Team leadership needs to invest in information systems, data management systems, and billing systems to help breed collaboration and care reliability. This is a crucial component of Care teams. Leadership has to invest in systems. Instead of focusing on micromanagement, Care teams rely on leadership that monitors outcomes, provides critical top-level feedback, and facilitates care outcomes via software investments.
5. Evidence-based Outcomes
In Collaborative Care Teams, treatment should be measurable and based on up-to-date research. The value of Care teams is that each role is responsible for keeping tabs on research in their specific domain, yet they all collaborate and share this research broadly. In other words, roles are still personally responsible for their domains, but they are also responsible for sharing measurements and research to other team members to help clarify objectives and formulate best-in-class treatment options.

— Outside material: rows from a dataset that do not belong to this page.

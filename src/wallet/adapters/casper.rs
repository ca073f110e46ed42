//! Casper：固定手续费，部署时间戳在构造交易时确定

use std::sync::Arc;

use async_trait::async_trait;
use chrono::Utc;

use crate::address::AddressServiceFactory;
use crate::crypto::PublicKey;
use crate::domain::{
    Amount, AmountType, Blockchain, Fee, FeeParameters, SignedTransaction, Token, Transaction,
    TransactionParams,
};
use crate::error::{Result, WalletError};
use crate::network::{CasperJsonRpcProvider, CasperNetworkProvider, HostFallback};
use crate::transaction::casper::TRANSFER_FEE_MOTES;
use crate::transaction::{CasperTransactionBuilder, TransactionBuilder};
use crate::wallet::adapters::providers_for;
use crate::wallet::{
    ChainAdapter, ChainRegistration, ChainSnapshot, ChainWalletManager, FactoryContext,
    WalletManager,
};

pub struct CasperAdapter {
    blockchain: Blockchain,
    public_key: PublicKey,
    providers: HostFallback<dyn CasperNetworkProvider>,
}

impl CasperAdapter {
    pub fn new(
        blockchain: Blockchain,
        public_key: PublicKey,
        providers: HostFallback<dyn CasperNetworkProvider>,
    ) -> Result<Self> {
        CasperTransactionBuilder::new(blockchain, public_key.clone())?;
        Ok(Self {
            blockchain,
            public_key,
            providers,
        })
    }

    async fn balance_motes(&self, address: &str) -> Result<u128> {
        let account = address.to_lowercase();
        let account = account.as_str();
        self.providers
            .execute(|p| async move { p.get_balance(account).await })
            .await
    }

    fn motes(&self, value: u128) -> Result<Amount> {
        Amount::from_smallest_unit(self.blockchain, AmountType::Coin, value)
    }
}

pub fn supports(blockchain: &Blockchain) -> bool {
    matches!(blockchain, Blockchain::Casper { .. })
}

fn make(
    context: &FactoryContext,
    blockchain: Blockchain,
    public_key: PublicKey,
) -> Result<Arc<dyn WalletManager>> {
    let transport = context.transport();
    let providers = providers_for(context, blockchain, |host| {
        Arc::new(CasperJsonRpcProvider::new(host, transport.clone())) as Arc<dyn CasperNetworkProvider>
    })?;
    let adapter = CasperAdapter::new(blockchain, public_key.clone(), providers)?;
    let manager = ChainWalletManager::new(adapter, public_key, AddressServiceFactory::make(blockchain)?)?;
    Ok(Arc::new(manager))
}

pub fn registration() -> ChainRegistration {
    ChainRegistration {
        name: "casper",
        supports,
        make,
    }
}

fn now_params() -> TransactionParams {
    TransactionParams::Casper {
        timestamp_ms: u64::try_from(Utc::now().timestamp_millis()).unwrap_or_default(),
        transfer_id: None,
    }
}

#[async_trait]
impl ChainAdapter for CasperAdapter {
    type State = ();

    fn blockchain(&self) -> Blockchain {
        self.blockchain
    }

    async fn fetch(&self, address: &str, _tokens: &[Token]) -> Result<ChainSnapshot<()>> {
        let balance = self.balance_motes(address).await?;
        Ok(ChainSnapshot {
            amounts: vec![self.motes(balance)?],
            pending: Vec::new(),
            has_unconfirmed: false,
            state: (),
        })
    }

    async fn get_fee(
        &self,
        amount: &Amount,
        source: &str,
        _destination: &str,
        _state: Option<&()>,
    ) -> Result<Vec<Fee>> {
        // 未激活账户（purse not found）余额按 0 处理，估费照常返回
        let balance = self.balance_motes(source).await?;
        let fee = u128::from(TRANSFER_FEE_MOTES);
        let required = amount.to_smallest_unit()?.saturating_add(fee);
        if balance < required {
            tracing::debug!(
                chain = %self.blockchain,
                balance = %balance,
                required = %required,
                "Balance does not cover amount and fee"
            );
        }
        Ok(vec![Fee::new(
            self.motes(fee)?,
            FeeParameters::Casper {
                motes: TRANSFER_FEE_MOTES,
            },
        )])
    }

    fn default_params(&self) -> TransactionParams {
        now_params()
    }

    fn prepare(&self, _state: &(), transaction: Transaction) -> Result<Transaction> {
        match &transaction.params {
            TransactionParams::Casper { .. } => {}
            TransactionParams::None => return Ok(transaction.with_params(now_params())),
            other => {
                return Err(WalletError::invalid_transaction(format!(
                    "unexpected parameters {:?} for {}",
                    other, self.blockchain
                )))
            }
        }
        Ok(transaction)
    }

    fn builder(&self, _state: &()) -> Result<Box<dyn TransactionBuilder>> {
        Ok(Box::new(CasperTransactionBuilder::new(
            self.blockchain,
            self.public_key.clone(),
        )?))
    }

    async fn broadcast(&self, signed: &SignedTransaction) -> Result<String> {
        let params: serde_json::Value = serde_json::from_slice(&signed.payload)
            .map_err(|e| WalletError::InvalidEncoding(format!("deploy json: {}", e)))?;
        let params = &params;
        self.providers
            .execute(|p| async move { p.put_deploy(params.clone()).await })
            .await
    }
}
//! Alephium 地址
//!
//! P2PKH: Base58(0x00 || blake2b-256(压缩公钥))，无额外校验和。

use crate::address::{ensure_default_type, Address, AddressService, AddressType};
use crate::crypto::{
    base_n::{self, Alphabet},
    hash::blake2b_256,
    EllipticCurve, PublicKey,
};
use crate::error::Result;

const P2PKH: u8 = 0x00;
const P2SH: u8 = 0x02;
const P2C: u8 = 0x03;
const HASH_LEN: usize = 32;

pub struct AlephiumAddressService;

impl AddressService for AlephiumAddressService {
    fn make_address(&self, public_key: &PublicKey, address_type: AddressType) -> Result<Address> {
        ensure_default_type("Alephium", address_type)?;
        public_key.require_curve(&[EllipticCurve::Secp256k1])?;
        let mut payload = Vec::with_capacity(HASH_LEN + 1);
        payload.push(P2PKH);
        payload.extend_from_slice(&blake2b_256(&public_key.compressed()?));
        Ok(Address::new(
            base_n::encode(&payload, &Alphabet::BITCOIN),
            AddressType::Default,
            public_key.clone(),
        ))
    }

    fn validate(&self, address: &str) -> bool {
        match base_n::decode(address, &Alphabet::BITCOIN) {
            Some(bytes) if bytes.len() == HASH_LEN + 1 => matches!(bytes[0], P2PKH | P2SH | P2C),
            _ => false,
        }
    }
}

#[cfg(test)]
mod tests {
    use super::*;

    #[test]
    fn test_make_address() {
        let key = PublicKey::from_hex(
            "025ad4a937b43f426d1bc2de5a5061c82c5218b2d0f52c132b3ddd0d6c07c4efca",
            EllipticCurve::Secp256k1,
        )
        .unwrap();
        let address = AlephiumAddressService
            .make_address(&key, AddressType::Default)
            .unwrap();
        assert_eq!(address.value, "1HqAa1eHkqmXuSh7ECW6jF9ygZ2CMZYe1JthwcQ7NbgUe");

        let other = PublicKey::from_hex(
            "0241DCD64B5F4A039FC339A16300A833A883B218909F2EBCAF3906651C76842C45",
            EllipticCurve::Secp256k1,
        )
        .unwrap();
        assert_eq!(
            AlephiumAddressService
                .make_address(&other, AddressType::Default)
                .unwrap()
                .value,
            "12ZGzgQEpgQCWQrD8eyNihFXBF7QPGbWzSnGQSSUES98E"
        );
    }

    #[test]
    fn test_validate() {
        let service = AlephiumAddressService;
        assert!(service.validate("1HqAa1eHkqmXuSh7ECW6jF9ygZ2CMZYe1JthwcQ7NbgUe"));
        assert!(!service.validate("0x00"));
        assert!(!service.validate("1HqAa1eHkqmXuSh7ECW6jF9ygZ2CMZYe1JthwcQ7NsKSmsak"));
        assert!(!service.validate("1HqAa1eHkqmXuSh7ECW6jF9ygZ2CMZYe1J"));
    }
}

One of the most significant barriers to adequate care is volume-based billing. When PCPs and mental health professionals are held accountable on their volume of patients, their core incentives are to treat as many people as possible — not deliver the best care to each patient. Care teams are reimbursed for quality-of-care. Care teams should provide incredible care-centric results that generate valuable and highly-authentic health relationships with patients. And that starts by dismantling traditional accountability models and basing care around measurable outcomes and clinical findings.
As healthcare providers continue to struggle with identifying, treating, and overcoming mental health issues, many healthcare systems are beginning to redesign their entire mental health process. By breaking down the silos between PCPs and other healthcare professionals, Collaborative Care teams have presented a more robust and framework-driven mental health model. These teams serve to treat the whole patient in the most efficient way, leading to increased patient outcomes over time.